START Entries supplied

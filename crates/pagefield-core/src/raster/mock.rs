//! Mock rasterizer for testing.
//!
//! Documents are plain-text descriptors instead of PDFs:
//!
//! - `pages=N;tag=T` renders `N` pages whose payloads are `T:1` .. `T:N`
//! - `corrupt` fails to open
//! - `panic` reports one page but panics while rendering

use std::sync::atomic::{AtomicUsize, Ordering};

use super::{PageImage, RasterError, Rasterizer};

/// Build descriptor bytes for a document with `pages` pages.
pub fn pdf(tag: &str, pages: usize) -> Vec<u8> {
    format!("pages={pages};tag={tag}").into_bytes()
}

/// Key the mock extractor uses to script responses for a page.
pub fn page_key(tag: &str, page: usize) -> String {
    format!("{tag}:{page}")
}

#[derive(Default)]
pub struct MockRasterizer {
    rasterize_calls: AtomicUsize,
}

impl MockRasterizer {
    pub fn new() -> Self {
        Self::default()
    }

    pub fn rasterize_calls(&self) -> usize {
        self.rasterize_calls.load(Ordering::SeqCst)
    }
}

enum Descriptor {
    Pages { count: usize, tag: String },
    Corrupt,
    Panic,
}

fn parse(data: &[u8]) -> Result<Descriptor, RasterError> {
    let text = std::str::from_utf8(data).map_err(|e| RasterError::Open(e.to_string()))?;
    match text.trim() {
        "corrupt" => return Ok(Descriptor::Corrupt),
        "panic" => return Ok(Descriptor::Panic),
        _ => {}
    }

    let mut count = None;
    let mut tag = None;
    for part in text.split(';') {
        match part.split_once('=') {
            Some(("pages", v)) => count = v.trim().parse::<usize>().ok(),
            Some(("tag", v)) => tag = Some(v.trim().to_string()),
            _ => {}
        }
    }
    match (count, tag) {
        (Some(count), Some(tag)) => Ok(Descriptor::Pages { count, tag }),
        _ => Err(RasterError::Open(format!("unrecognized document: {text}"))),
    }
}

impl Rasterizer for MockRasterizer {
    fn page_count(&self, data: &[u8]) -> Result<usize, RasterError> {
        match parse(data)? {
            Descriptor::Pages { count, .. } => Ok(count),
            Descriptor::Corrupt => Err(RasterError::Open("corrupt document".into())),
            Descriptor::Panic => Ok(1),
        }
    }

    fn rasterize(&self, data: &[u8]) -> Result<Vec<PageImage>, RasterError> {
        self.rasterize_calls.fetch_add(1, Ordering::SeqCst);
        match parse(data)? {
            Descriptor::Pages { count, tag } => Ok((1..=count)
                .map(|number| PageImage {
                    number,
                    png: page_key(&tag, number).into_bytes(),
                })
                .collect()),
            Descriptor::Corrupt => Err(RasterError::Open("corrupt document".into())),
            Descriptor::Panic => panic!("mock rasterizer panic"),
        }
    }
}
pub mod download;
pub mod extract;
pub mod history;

END Entries supplied
START Entries supplied

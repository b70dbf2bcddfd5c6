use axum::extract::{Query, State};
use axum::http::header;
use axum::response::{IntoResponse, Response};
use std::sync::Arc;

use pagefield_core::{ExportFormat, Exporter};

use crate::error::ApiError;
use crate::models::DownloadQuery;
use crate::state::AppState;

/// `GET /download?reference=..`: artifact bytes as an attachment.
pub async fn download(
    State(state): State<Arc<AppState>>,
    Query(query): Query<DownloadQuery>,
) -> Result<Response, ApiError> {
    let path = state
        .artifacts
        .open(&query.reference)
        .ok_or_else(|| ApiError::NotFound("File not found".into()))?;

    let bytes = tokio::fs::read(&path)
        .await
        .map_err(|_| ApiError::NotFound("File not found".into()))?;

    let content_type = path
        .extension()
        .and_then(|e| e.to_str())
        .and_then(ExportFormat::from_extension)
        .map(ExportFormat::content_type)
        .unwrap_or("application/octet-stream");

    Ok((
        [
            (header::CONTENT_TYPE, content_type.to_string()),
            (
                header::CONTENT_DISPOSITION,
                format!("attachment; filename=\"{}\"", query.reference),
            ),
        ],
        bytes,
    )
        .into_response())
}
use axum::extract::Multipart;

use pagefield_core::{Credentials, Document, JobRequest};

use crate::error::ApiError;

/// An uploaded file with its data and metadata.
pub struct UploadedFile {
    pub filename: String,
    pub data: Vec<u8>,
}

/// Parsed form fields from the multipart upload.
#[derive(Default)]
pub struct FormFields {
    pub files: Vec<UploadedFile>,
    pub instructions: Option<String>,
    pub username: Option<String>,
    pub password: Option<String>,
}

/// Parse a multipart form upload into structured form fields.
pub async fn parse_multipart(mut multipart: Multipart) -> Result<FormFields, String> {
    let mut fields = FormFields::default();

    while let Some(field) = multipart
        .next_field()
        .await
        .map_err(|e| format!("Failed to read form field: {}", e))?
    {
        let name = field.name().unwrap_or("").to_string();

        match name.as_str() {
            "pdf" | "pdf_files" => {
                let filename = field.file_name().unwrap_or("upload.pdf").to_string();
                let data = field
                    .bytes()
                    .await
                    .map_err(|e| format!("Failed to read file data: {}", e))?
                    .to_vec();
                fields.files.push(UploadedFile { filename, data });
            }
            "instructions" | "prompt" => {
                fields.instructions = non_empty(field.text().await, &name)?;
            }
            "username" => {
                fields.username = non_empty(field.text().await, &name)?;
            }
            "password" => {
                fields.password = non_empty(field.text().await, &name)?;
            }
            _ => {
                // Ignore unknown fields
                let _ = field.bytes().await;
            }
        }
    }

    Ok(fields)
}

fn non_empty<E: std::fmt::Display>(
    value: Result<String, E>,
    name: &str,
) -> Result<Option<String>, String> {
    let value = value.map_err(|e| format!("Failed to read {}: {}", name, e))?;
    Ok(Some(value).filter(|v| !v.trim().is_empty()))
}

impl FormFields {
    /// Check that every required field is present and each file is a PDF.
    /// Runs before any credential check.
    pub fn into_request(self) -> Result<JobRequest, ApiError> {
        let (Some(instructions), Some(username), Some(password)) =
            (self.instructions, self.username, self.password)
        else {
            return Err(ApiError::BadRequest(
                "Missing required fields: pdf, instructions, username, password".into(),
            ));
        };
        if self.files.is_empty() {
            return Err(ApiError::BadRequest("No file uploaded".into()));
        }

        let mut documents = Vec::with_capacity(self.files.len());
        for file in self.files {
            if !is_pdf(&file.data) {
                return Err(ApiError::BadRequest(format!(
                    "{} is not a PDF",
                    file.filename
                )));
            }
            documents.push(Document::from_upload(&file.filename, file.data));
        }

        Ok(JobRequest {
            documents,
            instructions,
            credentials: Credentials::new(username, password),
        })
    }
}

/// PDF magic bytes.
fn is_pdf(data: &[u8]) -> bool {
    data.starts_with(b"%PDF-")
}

END Entries supplied

*Problem requirements:* Identify each line in the records above containing the word "ApiError"; copy those lines.

*Output of the task:*
use crate::error::ApiError;
) -> Result<Response, ApiError> {
        .ok_or_else(|| ApiError::NotFound("File not found".into()))?;
        .map_err(|_| ApiError::NotFound("File not found".into()))?;
use crate::error::ApiError;
    pub fn into_request(self) -> Result<JobRequest, ApiError> {
            return Err(ApiError::BadRequest(
            return Err(ApiError::BadRequest("No file uploaded".into()));
                return Err(ApiError::BadRequest(format!(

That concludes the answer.